– Собралась убежать? У тебя ничего не выйдет, ты не представляешь насколько ты мне нужна.
Краем глаза он увидел овальное тельце вблизи ножки стола, и тут же дотянулся ее и вернул в кучку ей подобных.
“Пока, вроде бы, неплохо. Но в любую секунду может стать хуже”.
Лицо Шенк.
“Ладно, одна не помешает. – решил Донлон и закинул в рот одну капсулу. -Надеюсь, сейчас-то ты меня преследовать не будешь?
Опять лицо Шенк.
“Черт, оно не отпустит меня. А мне ведь еще о стольком надо поразмыслить! Чертов я не даю себе же осознать случившееся, а без осознания я не смогу прекратить существование второго меня. Кажется, я и вправду в петле”.
И опять лицо Шенк, залитое кровью и полное ожогов.
Джон начал трясти коленкой. Его пятка постоянно отрывалась от пола и затем возвращалась к нему.
И опять, опять лицо Шенк, залитое кровью, полное ожогов и глубоких порезов.
“Ладно! Чего ты хочешь?” – взбесился Донлон.
Он отвел взгляд в сторону. Увидел висящий на стене портрет 35-го президента страны.
Затем шеф вспомнил слова Планка и подумал: “Ладно, Сол, только ради тебя.

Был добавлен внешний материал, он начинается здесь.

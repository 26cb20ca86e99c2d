//! Image metadata: the product descriptor baked into every software
//! image, read without mounting.

use log::debug;
use quick_xml::{events::Event, Reader};
use thiserror::Error;

use crate::iso9660::{IsoError, IsoImage};

/// Path of the metadata document inside a software image.
pub const METADATA_PATH: &str = "/METADATA.XML";

/// The product identity carried by a software image.
#[derive(Debug, Clone, Default, PartialEq, Eq)]
pub struct ImageInfo {
    pub product: String,
    pub version: String,
    pub build: String,
}

/// Errors raised while reading or interpreting image metadata.
#[derive(Debug, Error)]
pub enum MetadataError {
    /// The underlying image could not serve the metadata file.
    #[error(transparent)]
    Image(#[from] IsoError),

    /// The metadata document is not UTF-8 or not well-formed XML.
    #[error("Invalid metadata XML: {0}")]
    InvalidXml(String),
}

pub type Result<T> = std::result::Result<T, MetadataError>;

/// Read `/METADATA.XML` from an opened image and extract the product
/// triple.
///
/// # Errors
/// Returns an error if the image has no metadata file or the document
/// is not well-formed UTF-8 XML. Absent tags are not an error; their
/// fields stay empty.
pub fn image_info(image: &IsoImage) -> Result<ImageInfo> {
    let bytes = image.get_file(METADATA_PATH)?;
    parse_metadata(&bytes)
}

/// Pull productName, version and buildNumber out of a metadata document.
///
/// The last non-empty text node seen before each closing tag wins, which
/// tolerates indentation and unknown elements around the values.
fn parse_metadata(bytes: &[u8]) -> Result<ImageInfo> {
    let document =
        std::str::from_utf8(bytes).map_err(|e| MetadataError::InvalidXml(e.to_string()))?;
    let mut reader = Reader::from_str(document);
    let mut buf = Vec::new();

    let mut info = ImageInfo::default();
    let mut last_text = String::new();

    loop {
        match reader.read_event_into(&mut buf) {
            Ok(Event::Text(text)) => {
                let text = text
                    .unescape()
                    .map_err(|e| MetadataError::InvalidXml(e.to_string()))?;
                let trimmed = text.trim();
                if !trimmed.is_empty() {
                    last_text = trimmed.to_string();
                }
            }
            Ok(Event::End(end)) => match end.name().as_ref() {
                b"productName" => info.product = last_text.clone(),
                b"version" => info.version = last_text.clone(),
                b"buildNumber" => info.build = last_text.clone(),
                _ => {}
            },
            Ok(Event::Eof) => break,
            Err(e) => return Err(MetadataError::InvalidXml(e.to_string())),
            _ => {}
        }
        buf.clear();
    }

    debug!(
        "image metadata: product='{}' version='{}' build='{}'",
        info.product, info.version, info.build
    );
    Ok(info)
}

Не знаю скольких мук мне это принесет, но теперь я чувствую, что должен”.
Донлон взял карандаш, вырвал из блокнота девять листов: сложил их в прямоугольник: три листка в один ряд и три в другой – и начал вести грифелем по бумаге. Вдруг остановился. Портрет выпал у него из памяти.
“Чертов закон Мерфи! Где ты, Шенк, когда ты так нужна?”
Лицо вновь проявилось.
– Фу-ух… Хорошо, хорошо. – продолжив вести карандашом по листку, вздохнул с облегчением Джон.
Вот линия прошла стык страниц и перепрыгнула на соседний обрывок. Шериф осторожно остановил руку – опять забыл куда вести кривую.
На секунду в глубине его разума опять показалось то, что ему нужно.
Не обращая уже внимание на головную боль, он, обрадовавшись, прочертил еще до следующего листа, но после этого со злостью кинул карандаш в стол и развалился на стуле.
“Она появляется на слишком короткий промежуток, я не успеваю запомнить ее! Осталось четыре таблетки. И ни одна не заставит убраться этому лицу у меня из головы. Получается, выбора у меня нет”. – рассудил Джон и раскусил еще одну таблетку.
В этот же миг перед ним прояснилось все то же лицо, но на этот раз оно оставалось в его памяти чуть дольше – он провел почти прямую линию, изображающую рот, и затем немного опустил ее конец.
“Хорошо, хорошо, уже лучше. – проговаривал про себя Джон, неуверенно ведя руку все ближе к левому краю.
Доведя ее до конца самого левого листа, он опять ушел в забвение – как и не видел заветного лица. Через пару секунд оно снова пролетело у него перед глазами, и он быстро продолжил. Тонкая черная линия не заканчивалась, а наоборот – убегала все вперед и вперед, затем останавливалась, а затем как ни в чем не бывало продолжала свой путь. Но со временем остановки учащались, а их продолжительность увеличивалась. Джон все больше и больше злился на себя, пока, наконец, на очередной неудаче, полностью не сбился с толку.
“Опять она исчезла! Я только закончил половину, а она уже дважды заставляет меня приходить в ярость. Но я не могу сдаваться, и это вынуждает меня раз за разом пытаться обуздать мою психопатию. Однако она развивается, и с каждым разом мне все сложнее запоминать ее лицо, будто я живу жизнью двух совершенно разных людей. Это так отвратительно! Словно один Я знает секреты человека, который мне близок, а второй Я ими пользуется. Чувствую себя подонком. Но не должен сдаваться, не должен. Вспоминай!”
Голову накрыло волной боли. Джон вцепился пальцами в ручки кресла и, пытаясь как можно быстрее избавиться от нее, схватил со стола оставшиеся три таблетки и быстро проглотил их.
Через пару секунд Донлон лежал на кресле без памяти.
***
– Что это? – открыл глаза он, услышав звук течения.
Посмотрел налево, в окно – увидел сияющее солнце, остальное вокруг различить было невозможно. Повернул голову правее, заметил разноцветную косулю, стоящую за голубым ручьем, не имеющим ни истока, ни впадающего ни во что.
“Что здесь, вашу мать, происходит?” – повернул он голову на бок.
Животное сделало тот же жест и уставилось на шерифа.
“Чего она глазеет на меня? Это какая-то уловка или так должно быть?”
Донлон сперва выпрямил шею, а затем положил голову на другой бок. Косуля в точности повторила его движения.